I've never bought into this 'spends most of the summer marking' myth
I cant ever remember getting homework at the end of term before the summer holidays, especially considering you were in a new year when you came back
as for exams or mocks, I mean really, im sure the exam board hire and pay for people to mark these
I might be wrong , maybe someone can enlighten me
Sums up the level of ill informed opinion from people who think that because they attended a school they know exactly what happens. There’s a whole curtain and structure behind you never see.
Put it like this. A standard school day for staff is around 8-4pm every day if you factor in directed time meetings and average them across the year (ie parents evenings, training etc, which can go on to around 8pm some days). Doesn’t seem to bad right? A nice 9-5 generally.
So let’s factor on top this. As a teacher we are performing (teaching) around 30 children 20 hours a week, with an addition 2 hours being directed time for cover for those staff members absent. So really it’s 22 hours. Those hours are teaching a class, managing behaviour, teaching content, checking content. In other words there is no hiding place for you to have a quiet moment or time to work as you are constantly performing. Plus you have the form notices, safeguarding checks in a morning, logging, reporting, data tracking, implementation of strategy, parental engagement. So yeah that’s my 9-5.

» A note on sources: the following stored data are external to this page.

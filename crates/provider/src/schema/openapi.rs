//! OpenAPI v3 to attribute derivation
//!
//! Maps structural CRD schemas onto [`AttributeKind`]s. Anything that cannot
//! be represented precisely becomes [`AttributeKind::Dynamic`] and is passed
//! through to the manifest untouched.

use serde_json::Value;
use tracing::debug;
use utilities::to_snake_case;
use validators::Validator;

use super::attribute::{Attribute, AttributeKind, ElementType, Presence};

/// Names listed in a schema's `required` array
pub(super) fn required_properties(schema: &Value) -> Vec<&str> {
    schema
        .get("required")
        .and_then(Value::as_array)
        .map(|items| items.iter().filter_map(Value::as_str).collect())
        .unwrap_or_default()
}

/// Build the attribute for one property of an object schema.
pub(super) fn property_attribute(json_name: &str, schema: &Value, required: bool) -> Attribute {
    let description = schema
        .get("description")
        .and_then(Value::as_str)
        .or_else(|| resolve(schema).get("description").and_then(Value::as_str))
        .map(str::to_string);

    let element = element_type(schema);

    Attribute {
        name: to_snake_case(json_name),
        json_name: json_name.to_string(),
        description,
        kind: element.kind,
        presence: if required {
            Presence::Required
        } else {
            Presence::Optional
        },
        validators: element.validators,
    }
}

/// Strip combinators that only wrap a single real schema.
///
/// Handles `allOf: [x]` and `anyOf`/`oneOf` where every other branch is a
/// `null` type, which is how optional fields are sometimes emitted.
fn resolve(schema: &Value) -> &Value {
    if let Some([only]) = schema.get("allOf").and_then(Value::as_array).map(Vec::as_slice) {
        if schema.get("type").is_none() && schema.get("properties").is_none() {
            return resolve(only);
        }
    }

    for combinator in ["anyOf", "oneOf"] {
        if let Some(branches) = schema.get(combinator).and_then(Value::as_array) {
            let non_null: Vec<&Value> = branches.iter().filter(|b| !is_null_schema(b)).collect();
            if let [only] = non_null.as_slice() {
                if schema.get("type").is_none() {
                    return resolve(only);
                }
            }
        }
    }

    schema
}

fn is_null_schema(schema: &Value) -> bool {
    schema.get("type").and_then(Value::as_str) == Some("null")
        || schema
            .get("enum")
            .and_then(Value::as_array)
            .is_some_and(|values| values.iter().all(Value::is_null))
}

/// The non-null entry of `type`, which may be a string or an array
fn schema_type(schema: &Value) -> Option<&str> {
    match schema.get("type")? {
        Value::String(ty) => Some(ty.as_str()),
        Value::Array(types) => types
            .iter()
            .filter_map(Value::as_str)
            .find(|ty| *ty != "null"),
        _ => None,
    }
}

fn flag(schema: &Value, name: &str) -> bool {
    schema.get(name).and_then(Value::as_bool).unwrap_or(false)
}

fn element_type(schema: &Value) -> ElementType {
    if flag(schema, "x-kubernetes-int-or-string") {
        return ElementType::new(AttributeKind::IntOrString);
    }

    let schema = resolve(schema);
    if flag(schema, "x-kubernetes-int-or-string") {
        return ElementType::new(AttributeKind::IntOrString);
    }

    let properties = schema
        .get("properties")
        .and_then(Value::as_object)
        .filter(|p| !p.is_empty());

    match schema_type(schema) {
        Some("string") => ElementType {
            kind: AttributeKind::String,
            validators: string_validators(schema),
        },
        Some("integer") => ElementType {
            kind: AttributeKind::Int64,
            validators: integer_validators(schema).into_iter().collect(),
        },
        Some("number") => ElementType::new(AttributeKind::Float64),
        Some("boolean") => ElementType::new(AttributeKind::Bool),
        Some("array") => {
            let items = schema
                .get("items")
                .map(element_type)
                .unwrap_or_else(|| ElementType::new(AttributeKind::Dynamic));
            ElementType::new(AttributeKind::List(Box::new(items)))
        }
        Some("object") | None if properties.is_some() => {
            let required = required_properties(schema);
            let children = properties
                .into_iter()
                .flatten()
                .map(|(name, child)| property_attribute(name, child, required.contains(&name.as_str())))
                .collect();
            ElementType::new(AttributeKind::Object(children))
        }
        Some("object") if !flag(schema, "x-kubernetes-preserve-unknown-fields") => {
            match schema.get("additionalProperties") {
                Some(values @ Value::Object(_)) => {
                    ElementType::new(AttributeKind::Map(Box::new(element_type(values))))
                }
                Some(Value::Bool(true)) => ElementType::new(AttributeKind::Map(Box::new(
                    ElementType::new(AttributeKind::Dynamic),
                ))),
                _ => ElementType::new(AttributeKind::Dynamic),
            }
        }
        other => {
            debug!("Treating schema of type {:?} as dynamic", other);
            ElementType::new(AttributeKind::Dynamic)
        }
    }
}

/// Range implied by `format` narrowed by `minimum`/`maximum`
fn integer_validators(schema: &Value) -> Option<Validator> {
    let (mut min, mut max) = match schema
        .get("format")
        .and_then(Value::as_str)
        .and_then(Validator::for_integer_format)
    {
        Some(Validator::IntRange { min, max }) => (min, max),
        _ => (None, None),
    };

    if let Some(minimum) = schema.get("minimum").and_then(bound) {
        min = Some(min.map_or(minimum, |m| m.max(minimum)));
    }
    if let Some(maximum) = schema.get("maximum").and_then(bound) {
        max = Some(max.map_or(maximum, |m| m.min(maximum)));
    }

    (min.is_some() || max.is_some()).then_some(Validator::IntRange { min, max })
}

fn bound(value: &Value) -> Option<i64> {
    value
        .as_i64()
        .or_else(|| value.as_f64().filter(|f| f.fract() == 0.0 && f.abs() < 9.0e18).map(|f| f as i64))
}

fn string_validators(schema: &Value) -> Vec<Validator> {
    let mut validators = Vec::new();

    match schema.get("format").and_then(Value::as_str) {
        Some("byte") => validators.push(Validator::Base64),
        Some("date-time") => validators.push(Validator::DateTime),
        _ => {}
    }

    if let Some(values) = schema.get("enum").and_then(Value::as_array) {
        let allowed: Vec<String> = values
            .iter()
            .filter_map(Value::as_str)
            .map(str::to_string)
            .collect();
        if !allowed.is_empty() {
            validators.push(Validator::OneOf(allowed));
        }
    }

    validators
}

Oh except for the fact if you crunched the numbers that means we only have two hours to plan lessons a week and to do our marking, known as PPA. As an experienced teacher it takes me roughly on average 45 mins to create a lesson from scratch with an additional 15 minutes reviewing and ensuring everything is tweaked, but new staff trained will take around 2 hours when doing a PGCE. I teach in a sixth form secondary so I have two additional years on top to plan for, oh and that’s three subjects I teach at sixth form level, not just one.
So let’s be generous and say that it’s a standard secondary school. Year 7-11 so 5 years of ages with two lessons a week for each. That’s 10 hours a week for creating lessons.
I teach roughly 10 groups a week too in terms of one group over two hours. Most schools will expect one piece of marking every three weeks or so that’s formally assessed. Now if we talk about official assessments and a piece of work, 30 kids in a class, 3 minutes per piece to mark? That’s 90 minutes per class on top but I’d say for my GCSE groups an exam paper fully completed will take me two hours to mark per class. 90 minutes for ten classes adds on 900 minutes a day. So thats 15 hours, divided by three for each week meaning another 5 hours on top.
Let’s factor in report writing too and data entry and add on top another 2 hours a week for year reports which we do twice a year and have to be individual.
17 hours additional labour per week minus off the two we have for PPA is 15 hours of additional work per week to do outside of the “9-5” we are contracted to do. Oh I didn’t add lunch duties, morning and after school duties, break duties, printing time, prep time, book marking, meetings with staff members, having to write statements for local authorities over concerns over kids, organising school trips, taking kids on trips and residentials over the weekend which we aren’t paid for either.
Most teachers also have lives over the weekends and children to support so is it any wonder most of this extra work gets pushed into the holidays? This is exactly why we are bleeding good staff and can’t recruit people to go into the profession.
But yeah sure your theory checks out.